Pub Date: April 11th, 2017
ISBN: 978-0-06-237108-9
Publisher: Harper/HarperCollins

Seventh-grader Callie is a VERY DEEP philosopher, intent on designing her own positive slogan for mugs and T-shirts.

The white girl’s focus on only happy thoughts becomes difficult when her dad loses his job—the reason for their move to an upscale apartment on the Upper East Side—and she does not have the concert-ticket money promised to a girl at her snobby private school. Stressed, distracted, and late for school after trying to visit her grandma in the titular apartment, Callie decides to skip altogether and finds herself at the Met, a pattern that repeats over several days. On her first day, she meets light-skinned African-American, unschooled Cassius, and together they spend their days in various museums. Just when Callie’s cloyingly cute preteen-speak (littered with capitalizations and exclamation points, ew, OMG!) verges on annoying, real issues surface, not only in her family, but to others.

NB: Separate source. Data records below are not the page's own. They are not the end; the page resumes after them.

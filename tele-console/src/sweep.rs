//! VFO trajectory for unattended runs

use serde::{Deserialize, Serialize};
use tele_core::Tuning;

/// How the VFO moves once the sweep reaches the end of its span
#[derive(Debug, Clone, Copy, PartialEq, Eq, Serialize, Deserialize)]
#[serde(rename_all = "snake_case")]
pub enum SweepMode {
    /// Stay on the start frequency
    Hold,
    /// Sweep once and park at the end of the span
    Once,
    /// Sweep back and forth across the span
    Bounce,
}

/// Sweep settings
#[derive(Debug, Clone, Copy, PartialEq, Serialize, Deserialize)]
#[serde(default)]
pub struct SweepSettings {
    /// Start frequency; the simulator's VFO start when absent (Hz)
    pub start_hz: Option<u64>,
    /// Tuning rate, negative to tune down (Hz per second)
    pub rate_hz_per_s: f64,
    /// Distance covered before turning round or parking (Hz)
    pub span_hz: f64,
    pub mode: SweepMode,
}

impl Default for SweepSettings {
    fn default() -> Self {
        Self {
            start_hz: None,
            rate_hz_per_s: 500.0,
            span_hz: 500_000.0,
            mode: SweepMode::Bounce,
        }
    }
}

/// A VFO trajectory anchored at a start frequency
#[derive(Debug, Clone, Copy)]
pub struct Sweep {
    start_hz: f64,
    settings: SweepSettings,
}

impl Sweep {
    pub fn new(settings: SweepSettings, default_start_hz: u64) -> Self {
        Self {
            start_hz: settings.start_hz.unwrap_or(default_start_hz) as f64,
            settings,
        }
    }

    /// Offset from the start frequency after `elapsed_ms` (Hz)
    pub fn offset_at(&self, elapsed_ms: u64) -> f64 {
        let rate = self.settings.rate_hz_per_s;
        let span = self.settings.span_hz.abs();
        let travelled = rate.abs() * elapsed_ms as f64 / 1000.0;
        let distance = match self.settings.mode {
            SweepMode::Hold => 0.0,
            SweepMode::Once => travelled.min(span),
            SweepMode::Bounce if span > 0.0 => {
                let phase = travelled % (2.0 * span);
                if phase <= span {
                    phase
                } else {
                    2.0 * span - phase
                }
            }
            SweepMode::Bounce => 0.0,
        };
        distance.copysign(rate)
    }

    /// Receiver tuning after `elapsed_ms`, resolved to tenths of a Hz
    pub fn tuning_at(&self, elapsed_ms: u64, bfo_offset_hz: f64) -> Tuning {
        let vfo = (self.start_hz + self.offset_at(elapsed_ms)).max(0.0);
        let tenths = (vfo * 10.0).round() as u64;
        Tuning {
            frequency: tenths / 10,
            sub_frequency: (tenths % 10) as u8,
            bfo_offset_hz,
        }
    }
}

As she learns of her grandparents’ rejection of her gay uncle, perceives the racism that Cassius experiences, and deals with her younger brother’s bully, her character deepens. Cassius reveals that he has Best disease and is going blind; Callie rushes to rescue him when he is lost on the subway. Callie learns about friendship, her family, and the importance of not being stuck in a regret-filled past.

As it moves beyond First World problems, this coming-of-age novel reaches a satisfying depth of character and theme.